“So in the first couple of weeks after my post, I got 400 new email subscribers.”
A ton of people teach about how to get visible (and maybe even go viral) on social media platforms like TikTok.
But… what about how to convert those views into email subscribers and paying clients?
I asked the founder of Kelli Jones Law, Kelli Jones, to break down the exact strategy that turned her TikTok virality into email subscribers.
(And then into paying customers and clients — remarkably quickly.)
Spoiler: she converted new TikTok followers to email subscribers at about a 10% rate (huge!).
Here’s our conversation, edited and condensed for clarity — link at the end to listen to the full, raw interview that’s more like a podcast!
We’re talking about capitalizing on TikTok visibility & virality. Can you give me the CliffsNotes of what your post was that went viral?

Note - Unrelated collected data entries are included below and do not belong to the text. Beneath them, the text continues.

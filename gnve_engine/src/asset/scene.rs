//! Scene document parsing (glTF 2.0 / GLB)
//!
//! Only self-contained documents are accepted: images must live in buffer
//! views. Buffers may be embedded (GLB BIN chunk, data URIs) or sit next to
//! the document on disk.

use std::path::Path;

use gltf::accessor::{DataType, Dimensions};
use gltf::mesh::Semantic;

use super::import_error::ImportError;
use super::mesh::{widen_indices, MeshData, SourceIndices, Vertex};
use super::texture::sniff_mime;
use crate::bindless::TextureSlot;

/// Parsed document plus its resolved buffer data
pub struct SceneDocument {
    document: gltf::Document,
    buffers: Vec<gltf::buffer::Data>,
}

/// Encoded bytes of one embedded image
#[derive(Debug, Clone, Copy)]
pub struct EmbeddedImage<'a> {
    pub index: usize,
    pub mime: &'a str,
    pub bytes: &'a [u8],
}

impl SceneDocument {
    /// Read and parse a scene file
    pub fn open(path: impl AsRef<Path>) -> Result<Self, ImportError> {
        let path = path.as_ref();
        let bytes = std::fs::read(path).map_err(|e| match e.kind() {
            std::io::ErrorKind::NotFound => ImportError::FileNotFound(path.display().to_string()),
            _ => ImportError::Io {
                path: path.display().to_string(),
                message: e.to_string(),
            },
        })?;
        Self::parse(&bytes, path.parent())
    }

    /// Parse an in-memory document; external buffer files are not resolved
    pub fn from_slice(bytes: &[u8]) -> Result<Self, ImportError> {
        Self::parse(bytes, None)
    }

    fn parse(bytes: &[u8], base: Option<&Path>) -> Result<Self, ImportError> {
        let gltf::Gltf { document, blob } =
            gltf::Gltf::from_slice(bytes).map_err(|e| ImportError::MalformedDocument(e.to_string()))?;
        let buffers = gltf::import_buffers(&document, base, blob)
            .map_err(|e| ImportError::MalformedDocument(format!("buffer data: {}", e)))?;
        Ok(Self { document, buffers })
    }

    pub fn document(&self) -> &gltf::Document {
        &self.document
    }

    pub fn image_count(&self) -> usize {
        self.document.images().len()
    }

    pub fn mesh_count(&self) -> usize {
        self.document.meshes().len()
    }

    /// Encoded bytes of every image, in document order
    pub fn images(&self) -> Result<Vec<EmbeddedImage<'_>>, ImportError> {
        self.document
            .images()
            .map(|image| self.embedded_image(&image))
            .collect()
    }

    fn embedded_image<'a>(&'a self, image: &gltf::Image<'a>) -> Result<EmbeddedImage<'a>, ImportError> {
        let index = image.index();
        match image.source() {
            gltf::image::Source::View { view, mime_type } => {
                let buffer = self.buffers.get(view.buffer().index()).ok_or_else(|| {
                    ImportError::MalformedDocument(format!("image {} references a missing buffer", index))
                })?;
                let bytes = buffer
                    .0
                    .get(view.offset()..view.offset() + view.length())
                    .ok_or_else(|| {
                        ImportError::MalformedDocument(format!("image {} view is out of buffer bounds", index))
                    })?;
                let mime = match mime_type {
                    "" => sniff_mime(bytes).ok_or_else(|| ImportError::UnsupportedMimeType {
                        image: index,
                        mime: "(unknown)".to_string(),
                    })?,
                    declared => declared,
                };
                Ok(EmbeddedImage { index, mime, bytes })
            }
            gltf::image::Source::Uri { uri, .. } => Err(ImportError::UnsupportedImageSource {
                image: index,
                reason: format!("external or URI image '{}'", truncate(uri, 48)),
            }),
        }
    }

    /// Build every mesh, merging its primitives into one vertex/index pair
    ///
    /// `image_slots[i]` is the texture slot assigned to image `i`.
    pub fn meshes(&self, image_slots: &[TextureSlot]) -> Result<Vec<MeshData>, ImportError> {
        self.document
            .meshes()
            .map(|mesh| self.build_mesh(&mesh, image_slots))
            .collect()
    }

    fn build_mesh(&self, mesh: &gltf::Mesh<'_>, image_slots: &[TextureSlot]) -> Result<MeshData, ImportError> {
        let name = mesh
            .name()
            .map(str::to_string)
            .unwrap_or_else(|| format!("mesh{}", mesh.index()));
        let mut data = MeshData {
            name: name.clone(),
            ..Default::default()
        };

        for (i, primitive) in mesh.primitives().enumerate() {
            if i == 0 {
                data.texture_slot = base_color_slot(&primitive, image_slots);
            }

            if primitive.mode() != gltf::mesh::Mode::Triangles {
                return Err(ImportError::UnsupportedPrimitiveMode {
                    mesh: name.clone(),
                    mode: format!("{:?}", primitive.mode()),
                });
            }

            let has_position = check_accessor(&name, &primitive, Semantic::Positions, "POSITION", |t, d| {
                t == DataType::F32 && d == Dimensions::Vec3
            })?;
            if !has_position {
                return Err(ImportError::MissingAccessor {
                    mesh: name.clone(),
                    attribute: "POSITION".to_string(),
                });
            }
            let has_uv = check_accessor(&name, &primitive, Semantic::TexCoords(0), "TEXCOORD_0", |t, d| {
                matches!(t, DataType::F32 | DataType::U8 | DataType::U16) && d == Dimensions::Vec2
            })?;
            let index_accessor = primitive.indices().ok_or_else(|| ImportError::MissingAccessor {
                mesh: name.clone(),
                attribute: "indices".to_string(),
            })?;
            match (index_accessor.data_type(), index_accessor.dimensions()) {
                (DataType::U8 | DataType::U16 | DataType::U32, Dimensions::Scalar) => {}
                (t, d) => {
                    return Err(ImportError::UnsupportedIndexType {
                        mesh: name.clone(),
                        found: format!("{:?} {:?}", t, d),
                    })
                }
            }

            let reader = primitive.reader(|buffer| self.buffers.get(buffer.index()).map(|b| b.0.as_slice()));
            let missing_data = |attribute: &str| {
                ImportError::MalformedDocument(format!("mesh '{}': {} has no buffer data", name, attribute))
            };

            let positions: Vec<[f32; 3]> = reader
                .read_positions()
                .ok_or_else(|| missing_data("POSITION"))?
                .collect();
            let uvs: Vec<[f32; 2]> = if has_uv {
                reader
                    .read_tex_coords(0)
                    .ok_or_else(|| missing_data("TEXCOORD_0"))?
                    .into_f32()
                    .collect()
            } else {
                Vec::new()
            };
            let indices: SourceIndices = reader.read_indices().ok_or_else(|| missing_data("indices"))?.into();

            if let Some(max) = indices.max_index() {
                if max as usize >= positions.len() {
                    return Err(ImportError::MalformedDocument(format!(
                        "mesh '{}': index {} out of range for {} vertices",
                        name,
                        max,
                        positions.len()
                    )));
                }
            }

            let vertex_base = data.vertices.len() as u32;
            data.vertices.extend(positions.iter().enumerate().map(|(v, &position)| Vertex {
                position,
                uv: uvs.get(v).copied().unwrap_or([0.0, 0.0]),
            }));
            data.indices.extend(widen_indices(&indices, vertex_base)?);
        }

        Ok(data)
    }
}

/// Validate an attribute's component type and shape; `Ok(false)` when absent
fn check_accessor(
    mesh: &str,
    primitive: &gltf::Primitive<'_>,
    semantic: Semantic,
    attribute: &str,
    accept: impl Fn(DataType, Dimensions) -> bool,
) -> Result<bool, ImportError> {
    let Some(accessor) = primitive.get(&semantic) else {
        return Ok(false);
    };
    if !accept(accessor.data_type(), accessor.dimensions()) {
        return Err(ImportError::UnsupportedAccessor {
            mesh: mesh.to_string(),
            attribute: attribute.to_string(),
            found: format!("{:?} {:?}", accessor.data_type(), accessor.dimensions()),
        });
    }
    Ok(true)
}

/// Slot of the primitive's base-color image, slot 0 when it has none
fn base_color_slot(primitive: &gltf::Primitive<'_>, image_slots: &[TextureSlot]) -> TextureSlot {
    primitive
        .material()
        .pbr_metallic_roughness()
        .base_color_texture()
        .and_then(|info| image_slots.get(info.texture().source().index()).copied())
        .unwrap_or_default()
}

fn truncate(s: &str, max: usize) -> &str {
    match s.char_indices().nth(max) {
        Some((i, _)) => &s[..i],
        None => s,
    }
}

I posted a video that was just 60 seconds, where I was talking about the things people often miss after setting up an LLC. You know, there’s a lot of talk among business owners about just getting an LLC, but they don’t realize there are actually things you gotta do afterward to really get the benefits of having one. So, I laid out these four crucial steps.
I posted it, and it just took off! It was crazy – in a couple of days, the views shot up from 10,000 to 500,000. And in just a week after I posted it, my followers jumped from like 350 to 10,000. Totally amazing.
Do you have any sense as to why this post took off when others didn’t?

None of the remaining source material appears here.